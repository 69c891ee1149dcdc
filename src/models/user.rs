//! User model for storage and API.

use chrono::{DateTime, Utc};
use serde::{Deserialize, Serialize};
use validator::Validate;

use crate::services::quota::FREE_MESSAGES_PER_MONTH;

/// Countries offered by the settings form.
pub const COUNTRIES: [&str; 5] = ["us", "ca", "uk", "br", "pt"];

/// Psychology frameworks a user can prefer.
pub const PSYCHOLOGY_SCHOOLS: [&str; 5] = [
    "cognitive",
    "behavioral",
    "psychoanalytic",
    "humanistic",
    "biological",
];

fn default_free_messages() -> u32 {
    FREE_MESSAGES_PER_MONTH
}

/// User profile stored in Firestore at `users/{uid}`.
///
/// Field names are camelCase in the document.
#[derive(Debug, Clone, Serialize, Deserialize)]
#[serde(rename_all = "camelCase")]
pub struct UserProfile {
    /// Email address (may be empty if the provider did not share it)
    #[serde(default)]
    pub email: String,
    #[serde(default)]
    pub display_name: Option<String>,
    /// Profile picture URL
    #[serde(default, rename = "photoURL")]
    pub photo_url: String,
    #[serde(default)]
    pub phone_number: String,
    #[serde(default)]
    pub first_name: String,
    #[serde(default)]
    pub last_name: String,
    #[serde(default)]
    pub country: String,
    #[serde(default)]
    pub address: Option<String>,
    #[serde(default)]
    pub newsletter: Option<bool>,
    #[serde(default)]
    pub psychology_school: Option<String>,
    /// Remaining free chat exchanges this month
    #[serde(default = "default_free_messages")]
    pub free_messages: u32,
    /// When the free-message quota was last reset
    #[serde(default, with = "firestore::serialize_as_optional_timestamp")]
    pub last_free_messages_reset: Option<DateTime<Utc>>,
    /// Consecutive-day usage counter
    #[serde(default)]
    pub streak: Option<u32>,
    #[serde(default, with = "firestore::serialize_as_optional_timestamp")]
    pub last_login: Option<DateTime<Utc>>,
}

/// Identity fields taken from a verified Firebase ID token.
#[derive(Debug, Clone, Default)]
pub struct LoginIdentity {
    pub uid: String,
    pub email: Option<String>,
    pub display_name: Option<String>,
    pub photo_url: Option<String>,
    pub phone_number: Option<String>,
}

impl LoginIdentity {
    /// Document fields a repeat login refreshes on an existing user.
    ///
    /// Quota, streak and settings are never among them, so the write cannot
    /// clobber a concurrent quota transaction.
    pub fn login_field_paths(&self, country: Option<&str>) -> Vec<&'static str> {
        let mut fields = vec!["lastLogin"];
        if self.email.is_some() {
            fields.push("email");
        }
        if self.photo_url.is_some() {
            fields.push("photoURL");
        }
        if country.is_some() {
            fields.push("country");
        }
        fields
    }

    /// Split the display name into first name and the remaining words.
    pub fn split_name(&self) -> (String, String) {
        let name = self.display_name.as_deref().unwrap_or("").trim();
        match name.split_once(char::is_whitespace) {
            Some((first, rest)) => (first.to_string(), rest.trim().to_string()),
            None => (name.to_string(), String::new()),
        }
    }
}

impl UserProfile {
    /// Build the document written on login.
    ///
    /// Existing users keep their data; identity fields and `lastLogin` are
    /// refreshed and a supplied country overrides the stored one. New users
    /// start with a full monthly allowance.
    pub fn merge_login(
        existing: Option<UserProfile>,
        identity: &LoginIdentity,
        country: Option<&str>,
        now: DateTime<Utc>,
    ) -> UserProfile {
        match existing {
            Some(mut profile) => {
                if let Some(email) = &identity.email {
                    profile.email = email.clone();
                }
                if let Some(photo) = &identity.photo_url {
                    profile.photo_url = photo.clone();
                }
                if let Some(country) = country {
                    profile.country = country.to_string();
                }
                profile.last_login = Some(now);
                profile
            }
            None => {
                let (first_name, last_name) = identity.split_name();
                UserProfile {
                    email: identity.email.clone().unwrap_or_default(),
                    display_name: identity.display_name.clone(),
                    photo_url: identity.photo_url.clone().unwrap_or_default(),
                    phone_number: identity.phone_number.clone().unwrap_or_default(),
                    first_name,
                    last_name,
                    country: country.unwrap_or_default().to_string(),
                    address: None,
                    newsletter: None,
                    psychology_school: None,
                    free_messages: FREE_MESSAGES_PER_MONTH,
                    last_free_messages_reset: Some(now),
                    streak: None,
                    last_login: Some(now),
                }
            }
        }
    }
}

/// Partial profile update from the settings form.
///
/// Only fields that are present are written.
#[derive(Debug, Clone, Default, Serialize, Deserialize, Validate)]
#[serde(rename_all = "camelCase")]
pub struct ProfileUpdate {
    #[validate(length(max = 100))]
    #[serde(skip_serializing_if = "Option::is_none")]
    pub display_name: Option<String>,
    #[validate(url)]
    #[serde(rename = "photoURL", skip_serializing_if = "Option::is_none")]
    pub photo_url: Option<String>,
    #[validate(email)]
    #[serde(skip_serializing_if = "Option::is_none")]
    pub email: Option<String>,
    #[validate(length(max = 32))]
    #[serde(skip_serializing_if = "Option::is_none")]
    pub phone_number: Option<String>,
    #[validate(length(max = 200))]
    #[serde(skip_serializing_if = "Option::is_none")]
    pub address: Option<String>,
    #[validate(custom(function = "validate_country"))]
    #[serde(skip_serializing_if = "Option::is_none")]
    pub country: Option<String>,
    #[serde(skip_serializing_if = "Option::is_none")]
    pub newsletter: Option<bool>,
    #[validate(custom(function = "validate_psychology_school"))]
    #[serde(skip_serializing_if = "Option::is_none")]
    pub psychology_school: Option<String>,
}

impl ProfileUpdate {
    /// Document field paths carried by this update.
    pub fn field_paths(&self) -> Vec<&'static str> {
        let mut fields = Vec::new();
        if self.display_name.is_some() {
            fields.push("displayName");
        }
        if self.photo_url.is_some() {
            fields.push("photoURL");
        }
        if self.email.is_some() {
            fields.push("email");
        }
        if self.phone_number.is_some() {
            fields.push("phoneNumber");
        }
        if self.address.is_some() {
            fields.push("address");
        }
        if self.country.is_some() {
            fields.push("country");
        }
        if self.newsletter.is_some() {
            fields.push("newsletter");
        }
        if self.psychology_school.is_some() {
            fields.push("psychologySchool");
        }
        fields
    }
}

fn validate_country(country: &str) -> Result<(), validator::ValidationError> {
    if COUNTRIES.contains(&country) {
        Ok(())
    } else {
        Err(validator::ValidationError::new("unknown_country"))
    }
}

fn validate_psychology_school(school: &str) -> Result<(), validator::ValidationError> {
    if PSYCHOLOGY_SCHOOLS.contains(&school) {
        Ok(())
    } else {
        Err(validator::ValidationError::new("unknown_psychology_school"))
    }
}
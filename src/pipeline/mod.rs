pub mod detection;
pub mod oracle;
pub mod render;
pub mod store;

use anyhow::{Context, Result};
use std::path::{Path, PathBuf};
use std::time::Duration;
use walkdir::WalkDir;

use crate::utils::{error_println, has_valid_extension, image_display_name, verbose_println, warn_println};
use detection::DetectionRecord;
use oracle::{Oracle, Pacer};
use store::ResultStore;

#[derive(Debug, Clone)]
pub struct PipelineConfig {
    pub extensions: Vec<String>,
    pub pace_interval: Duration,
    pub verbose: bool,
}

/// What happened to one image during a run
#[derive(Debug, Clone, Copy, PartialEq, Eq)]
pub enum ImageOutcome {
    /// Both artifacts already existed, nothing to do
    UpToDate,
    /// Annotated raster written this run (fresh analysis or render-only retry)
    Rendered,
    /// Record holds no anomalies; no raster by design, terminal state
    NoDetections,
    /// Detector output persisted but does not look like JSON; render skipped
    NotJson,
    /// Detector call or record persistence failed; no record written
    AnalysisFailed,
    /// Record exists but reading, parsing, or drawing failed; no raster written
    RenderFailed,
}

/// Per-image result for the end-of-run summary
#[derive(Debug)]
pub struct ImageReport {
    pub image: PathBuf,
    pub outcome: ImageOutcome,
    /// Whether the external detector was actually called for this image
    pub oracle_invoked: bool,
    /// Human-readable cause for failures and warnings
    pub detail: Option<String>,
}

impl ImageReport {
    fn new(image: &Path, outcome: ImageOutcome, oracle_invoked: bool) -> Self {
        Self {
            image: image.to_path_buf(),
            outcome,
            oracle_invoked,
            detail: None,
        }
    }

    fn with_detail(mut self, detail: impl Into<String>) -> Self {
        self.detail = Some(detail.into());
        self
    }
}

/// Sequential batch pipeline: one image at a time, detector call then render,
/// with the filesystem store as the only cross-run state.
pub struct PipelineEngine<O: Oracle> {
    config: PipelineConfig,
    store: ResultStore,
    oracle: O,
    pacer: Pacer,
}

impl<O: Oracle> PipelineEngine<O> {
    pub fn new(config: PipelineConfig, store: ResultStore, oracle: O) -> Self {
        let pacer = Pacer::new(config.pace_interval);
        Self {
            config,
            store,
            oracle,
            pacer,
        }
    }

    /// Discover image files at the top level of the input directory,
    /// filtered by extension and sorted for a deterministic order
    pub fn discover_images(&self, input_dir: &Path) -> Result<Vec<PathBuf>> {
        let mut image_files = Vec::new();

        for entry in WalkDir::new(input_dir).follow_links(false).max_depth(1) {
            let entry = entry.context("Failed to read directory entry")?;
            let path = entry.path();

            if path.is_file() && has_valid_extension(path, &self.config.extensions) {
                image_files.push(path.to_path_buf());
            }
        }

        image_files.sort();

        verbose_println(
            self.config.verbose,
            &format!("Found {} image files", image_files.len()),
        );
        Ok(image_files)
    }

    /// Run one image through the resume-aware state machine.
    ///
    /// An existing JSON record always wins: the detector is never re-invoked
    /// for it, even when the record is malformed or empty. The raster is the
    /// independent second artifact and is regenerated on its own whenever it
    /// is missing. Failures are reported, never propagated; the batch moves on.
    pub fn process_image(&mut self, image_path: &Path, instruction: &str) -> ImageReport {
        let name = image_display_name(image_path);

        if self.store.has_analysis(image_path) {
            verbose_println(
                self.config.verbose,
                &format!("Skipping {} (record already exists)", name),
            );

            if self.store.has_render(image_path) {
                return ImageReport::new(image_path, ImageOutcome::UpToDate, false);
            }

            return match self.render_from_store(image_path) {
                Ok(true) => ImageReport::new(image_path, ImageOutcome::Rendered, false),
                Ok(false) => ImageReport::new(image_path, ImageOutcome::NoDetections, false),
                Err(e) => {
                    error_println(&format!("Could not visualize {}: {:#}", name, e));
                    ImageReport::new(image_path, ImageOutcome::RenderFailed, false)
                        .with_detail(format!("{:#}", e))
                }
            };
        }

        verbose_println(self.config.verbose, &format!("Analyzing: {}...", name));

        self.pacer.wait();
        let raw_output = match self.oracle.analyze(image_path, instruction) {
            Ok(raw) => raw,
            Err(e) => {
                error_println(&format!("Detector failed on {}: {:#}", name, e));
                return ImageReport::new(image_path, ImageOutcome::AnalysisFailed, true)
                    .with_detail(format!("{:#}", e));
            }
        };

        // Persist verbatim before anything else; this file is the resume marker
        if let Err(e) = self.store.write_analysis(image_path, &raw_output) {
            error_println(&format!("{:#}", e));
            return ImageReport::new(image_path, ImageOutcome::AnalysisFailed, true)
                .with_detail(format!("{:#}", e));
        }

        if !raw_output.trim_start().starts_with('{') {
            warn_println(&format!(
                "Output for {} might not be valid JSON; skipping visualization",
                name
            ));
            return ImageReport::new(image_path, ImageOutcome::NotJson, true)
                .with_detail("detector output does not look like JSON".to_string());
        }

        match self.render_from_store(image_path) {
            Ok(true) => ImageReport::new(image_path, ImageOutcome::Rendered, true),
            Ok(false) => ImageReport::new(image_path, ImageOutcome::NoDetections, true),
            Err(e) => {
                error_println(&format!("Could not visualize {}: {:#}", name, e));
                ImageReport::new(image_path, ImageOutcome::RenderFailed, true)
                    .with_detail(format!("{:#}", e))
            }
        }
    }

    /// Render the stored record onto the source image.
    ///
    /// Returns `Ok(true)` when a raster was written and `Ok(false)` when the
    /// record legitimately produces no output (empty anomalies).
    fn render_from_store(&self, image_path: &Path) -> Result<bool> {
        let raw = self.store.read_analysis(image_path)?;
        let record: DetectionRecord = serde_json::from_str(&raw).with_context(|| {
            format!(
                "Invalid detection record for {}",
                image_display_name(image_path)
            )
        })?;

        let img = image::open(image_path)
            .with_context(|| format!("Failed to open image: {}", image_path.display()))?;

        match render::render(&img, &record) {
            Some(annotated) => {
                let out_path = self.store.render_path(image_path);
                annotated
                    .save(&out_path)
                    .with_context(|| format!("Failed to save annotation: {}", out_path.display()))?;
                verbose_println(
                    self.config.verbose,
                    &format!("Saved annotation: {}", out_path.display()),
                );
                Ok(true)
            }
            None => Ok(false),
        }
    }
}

____________

**Task item**
Copy down every line of the entries containing the word "Rendered".

**Response to this exercise**
    Rendered,
                Ok(true) => ImageReport::new(image_path, ImageOutcome::Rendered, false),
            Ok(true) => ImageReport::new(image_path, ImageOutcome::Rendered, true),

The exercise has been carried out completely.